Another question I would like to ask is this:
What happens in 'edge' situations for example if I attempt to insert a record that contains a valid* school_id, course_id or surname - for which no underlying partitioned table file exists - will mySQL automatically create the underlying file.?
Case in point. I have the following schools: New York Kindergaten, Belfast Elementary and the following courses: Lie Algebra in Infitesmal Dimensions, Entangled Entities
Also assume I have the following students (surnames): Bush, Blair, Hussein
When I add a new school (or course, or student), can I insert them into the foobar table (actually, I cant think why not). The reason I ask is that I forsee adding more schools and courses etc, which means that mySQL will have to create additional tables behind the scenes (as the hash will generate new keys).

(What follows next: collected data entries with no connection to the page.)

//! DTOs for task and task contributor endpoints.

use serde::{Deserialize, Serialize};
use validator::Validate;

use crate::domain::calendar_date::CalendarDate;
use crate::domain::entities::{NewTask, NewTaskContributor, Task, TaskContributor};

#[derive(Debug, Deserialize, Validate)]
pub struct CreateTaskRequest {
    pub user_creator_id: i64,

    #[validate(length(min = 1))]
    pub task_description: String,

    pub task_start_date: CalendarDate,
    pub task_deadline_date: CalendarDate,
}

impl From<CreateTaskRequest> for NewTask {
    fn from(req: CreateTaskRequest) -> Self {
        NewTask {
            creator_id: req.user_creator_id,
            description: req.task_description,
            start_date: req.task_start_date,
            deadline_date: req.task_deadline_date,
        }
    }
}

#[derive(Debug, Serialize)]
pub struct TaskResponse {
    pub task_id: i64,
    pub user_creator_id: i64,
    pub task_description: String,
    pub task_start_date: CalendarDate,
    pub task_deadline_date: CalendarDate,
}

impl From<Task> for TaskResponse {
    fn from(task: Task) -> Self {
        Self {
            task_id: task.id,
            user_creator_id: task.creator_id,
            task_description: task.description,
            task_start_date: task.start_date,
            task_deadline_date: task.deadline_date,
        }
    }
}

#[derive(Debug, Deserialize)]
pub struct CreateTaskContributorRequest {
    pub user_id: i64,
    pub task_id: i64,
    pub assigned_date: CalendarDate,
}

impl From<CreateTaskContributorRequest> for NewTaskContributor {
    fn from(req: CreateTaskContributorRequest) -> Self {
        NewTaskContributor {
            user_id: req.user_id,
            task_id: req.task_id,
            assigned_date: req.assigned_date,
        }
    }
}

#[derive(Debug, Serialize)]
pub struct TaskContributorResponse {
    pub task_con_id: i64,
    pub user_id: i64,
    pub task_id: i64,
    pub assigned_date: CalendarDate,
}

impl From<TaskContributor> for TaskContributorResponse {
    fn from(contributor: TaskContributor) -> Self {
        Self {
            task_con_id: contributor.id,
            user_id: contributor.user_id,
            task_id: contributor.task_id,
            assigned_date: contributor.assigned_date,
        }
    }
}
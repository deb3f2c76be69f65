//! PostgreSQL repository implementations.
//!
//! Concrete implementations of domain repository traits using SQLx with
//! bound parameters. Row structs stay private to each repository and are
//! converted into domain entities before leaving it.
//!
//! # Repositories
//!
//! - [`PgShortLinkRepository`] - Short link storage and lookup
//! - [`PgUserRepository`] - Users
//! - [`PgTaskRepository`] - Tasks
//! - [`PgTaskContributorRepository`] - Task contributor assignments

pub mod pg_short_link_repository;
pub mod pg_task_contributor_repository;
pub mod pg_task_repository;
pub mod pg_user_repository;

pub use pg_short_link_repository::PgShortLinkRepository;
pub use pg_task_contributor_repository::PgTaskContributorRepository;
pub use pg_task_repository::PgTaskRepository;
pub use pg_user_repository::PgUserRepository;
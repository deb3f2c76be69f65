//! Handlers for task and task contributor endpoints.

use axum::{
    Json,
    extract::{Query, State},
};
use validator::Validate;

use crate::api::dto::pagination::PaginationParams;
use crate::api::dto::task::{
    CreateTaskContributorRequest, CreateTaskRequest, TaskContributorResponse, TaskResponse,
};
use crate::error::AppError;
use crate::state::AppState;

/// `GET /tasks`
pub async fn list_tasks_handler(
    State(state): State<AppState>,
    Query(pagination): Query<PaginationParams>,
) -> Result<Json<Vec<TaskResponse>>, AppError> {
    let (offset, limit) = pagination.offset_limit()?;

    let tasks = state.task_service.list_tasks(limit, offset).await?;

    Ok(Json(tasks.into_iter().map(TaskResponse::from).collect()))
}

/// Creates a task.
///
/// # Endpoint
///
/// `POST /tasks`
///
/// # Errors
///
/// Returns 400 Bad Request if validation fails or the creator does not exist.
pub async fn create_task_handler(
    State(state): State<AppState>,
    Json(payload): Json<CreateTaskRequest>,
) -> Result<Json<TaskResponse>, AppError> {
    payload.validate()?;

    let task = state.task_service.create_task(payload.into()).await?;

    Ok(Json(task.into()))
}

/// `GET /tasks_contributors`
pub async fn list_task_contributors_handler(
    State(state): State<AppState>,
    Query(pagination): Query<PaginationParams>,
) -> Result<Json<Vec<TaskContributorResponse>>, AppError> {
    let (offset, limit) = pagination.offset_limit()?;

    let contributors = state.task_service.list_contributors(limit, offset).await?;

    Ok(Json(
        contributors
            .into_iter()
            .map(TaskContributorResponse::from)
            .collect(),
    ))
}

/// Assigns a user to a task.
///
/// # Endpoint
///
/// `POST /tasks_contributors`
///
/// # Errors
///
/// Returns 400 Bad Request if the user or task does not exist.
pub async fn create_task_contributor_handler(
    State(state): State<AppState>,
    Json(payload): Json<CreateTaskContributorRequest>,
) -> Result<Json<TaskContributorResponse>, AppError> {
    let contributor = state.task_service.add_contributor(payload.into()).await?;

    Ok(Json(contributor.into()))
}
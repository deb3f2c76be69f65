//! Short link entity: a mapping from a short code to an original URL.

use chrono::{DateTime, Utc};

/// A stored short link.
///
/// Immutable once created. `creator_id` refers to a user but is not enforced
/// as a foreign key.
#[derive(Debug, Clone, PartialEq)]
pub struct ShortLink {
    pub id: i64,
    pub creator_id: Option<i64>,
    pub original_url: String,
    pub short_code: String,
    pub created_at: DateTime<Utc>,
}

impl ShortLink {
    pub fn new(
        id: i64,
        creator_id: Option<i64>,
        original_url: String,
        short_code: String,
        created_at: DateTime<Utc>,
    ) -> Self {
        Self {
            id,
            creator_id,
            original_url,
            short_code,
            created_at,
        }
    }
}

/// Input data for inserting a short link. The store assigns the id.
#[derive(Debug, Clone)]
pub struct NewShortLink {
    pub creator_id: Option<i64>,
    pub original_url: String,
    pub short_code: String,
    pub created_at: DateTime<Utc>,
}
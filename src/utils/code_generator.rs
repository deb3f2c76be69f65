//! Short code generation and shape checks.
//!
//! Codes are drawn uniformly, with replacement, from the 62-character
//! alphabet `[a-zA-Z0-9]`. The generator is not cryptographically secure:
//! uniqueness comes from the collision loop in
//! [`crate::application::services::ShortenerService`], not from entropy.

use rand::{Rng, distr::Alphanumeric};
use regex::Regex;
use std::sync::LazyLock;

/// Default length of generated short codes.
pub const DEFAULT_CODE_LENGTH: usize = 5;

/// Upper bound on any configured code length (matches the `url_short` column).
pub const MAX_CODE_LENGTH: usize = 32;

static CODE_REGEX: LazyLock<Regex> =
    LazyLock::new(|| Regex::new(r"^[A-Za-z0-9]+$").expect("valid code regex"));

/// Source of candidate short codes.
///
/// The shortener depends on this trait rather than on a concrete RNG so tests
/// can script the sequence of candidates.
#[cfg_attr(test, mockall::automock)]
pub trait CodeGenerator: Send + Sync {
    /// Produces a code of exactly `length` alphanumeric characters.
    fn generate(&self, length: usize) -> String;
}

/// [`CodeGenerator`] backed by the thread-local RNG.
#[derive(Debug, Default, Clone, Copy)]
pub struct RandomCodeGenerator;

impl CodeGenerator for RandomCodeGenerator {
    fn generate(&self, length: usize) -> String {
        rand::rng()
            .sample_iter(&Alphanumeric)
            .take(length)
            .map(char::from)
            .collect()
    }
}

/// Returns true if `code` could have been issued: non-empty, alphanumeric
/// and no longer than `max_length`.
pub fn is_valid_code(code: &str, max_length: usize) -> bool {
    !code.is_empty() && code.len() <= max_length && CODE_REGEX.is_match(code)
}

I will be grateful if someone with experience in this area can confirm (preferably with links backing their assertion), that my understanding (i.e. no manual administration is required if I add new schools, courses or students to the database), is correct.
I dont know if my second question was well formed (clear) or not. If not, I will be glad to clarify further.
*VALID - by valid, I mean that it is valid in terms of not breaking referential integrity.
I doubt partitioning is as useful as you think. That said, there are a couple of other problems with what you're asking for (note: the entirety of this answer applies to MySQL 5; version 6 might be different):
columns used in KEY partitioning must be a part of the primary key. school_id, course_id and ssname are not part of the primary key.
more generally, every UNIQUE key (including the primary key) must include all columns in the partition1. This means you can only partition on the intersection of the columns in the UNIQUE keys. In your example, the intersection is empty.
most partitioning schemes (other than KEY) require integer or null values. If not NULL, ssname will not be an integer value.
foreign keys and partitioning aren't supported simultaneously2. This is a strong argument not to use partitioning.
Fortunately, collision free hashing is one thing you don't need to worry about, because partitioning is going to result in collisions (otherwise, you'd only have a single row in each partition). If you could ignore the above problems as well as the limitations on functions used in partitioning expressions, you could create a HASH partition with:
CREATE TABLE foobar (
...
) ENGINE=innodb
PARTITION BY HASH (school_id + course_id + ORD(ssname))
PARTITIONS 2
;
What should work is:
CREATE TABLE foobar (
id int UNSIGNED NOT NULL AUTO_INCREMENT,
school_id int UNSIGNED NOT NULL,
course_id int UNSIGNED NOT NULL,
ssname varchar(64) NOT NULL,
/* some other fields */
PRIMARY KEY (id, school_id, course_id),
INDEX idx_fb_si (school_id),
INDEX idx_fb_ci (course_id),
CONSTRAINT UNIQUE INDEX idx_fb_scs (school_id,course_id,ssname)
) ENGINE=innodb
PARTITION BY HASH (school_id + course_id)
PARTITIONS 2
;
or:
CREATE TABLE foobar (
id int UNSIGNED NOT NULL AUTO_INCREMENT,
school_id int UNSIGNED NOT NULL,
course_id int UNSIGNED NOT NULL,
ssname varchar(64) NOT NULL,
/* some other fields */
PRIMARY KEY (id, school_id, course_id, ssname),
INDEX idx_fb_si (school_id),
INDEX idx_fb_ci (course_id),
CONSTRAINT UNIQUE INDEX idx_fb_scs (school_id,course_id,ssname)
) ENGINE=innodb
PARTITION BY KEY (school_id, course_id, ssname)
PARTITIONS 2
;
As for the files that store tables, MySOL will create them, though it may do it when you define the table rather than when rows are inserted into it. You don't need to worry about how MySQL manages files. Remember, there are a limited number of partitions, defined when you create the table by the PARTITIONS *n* clause.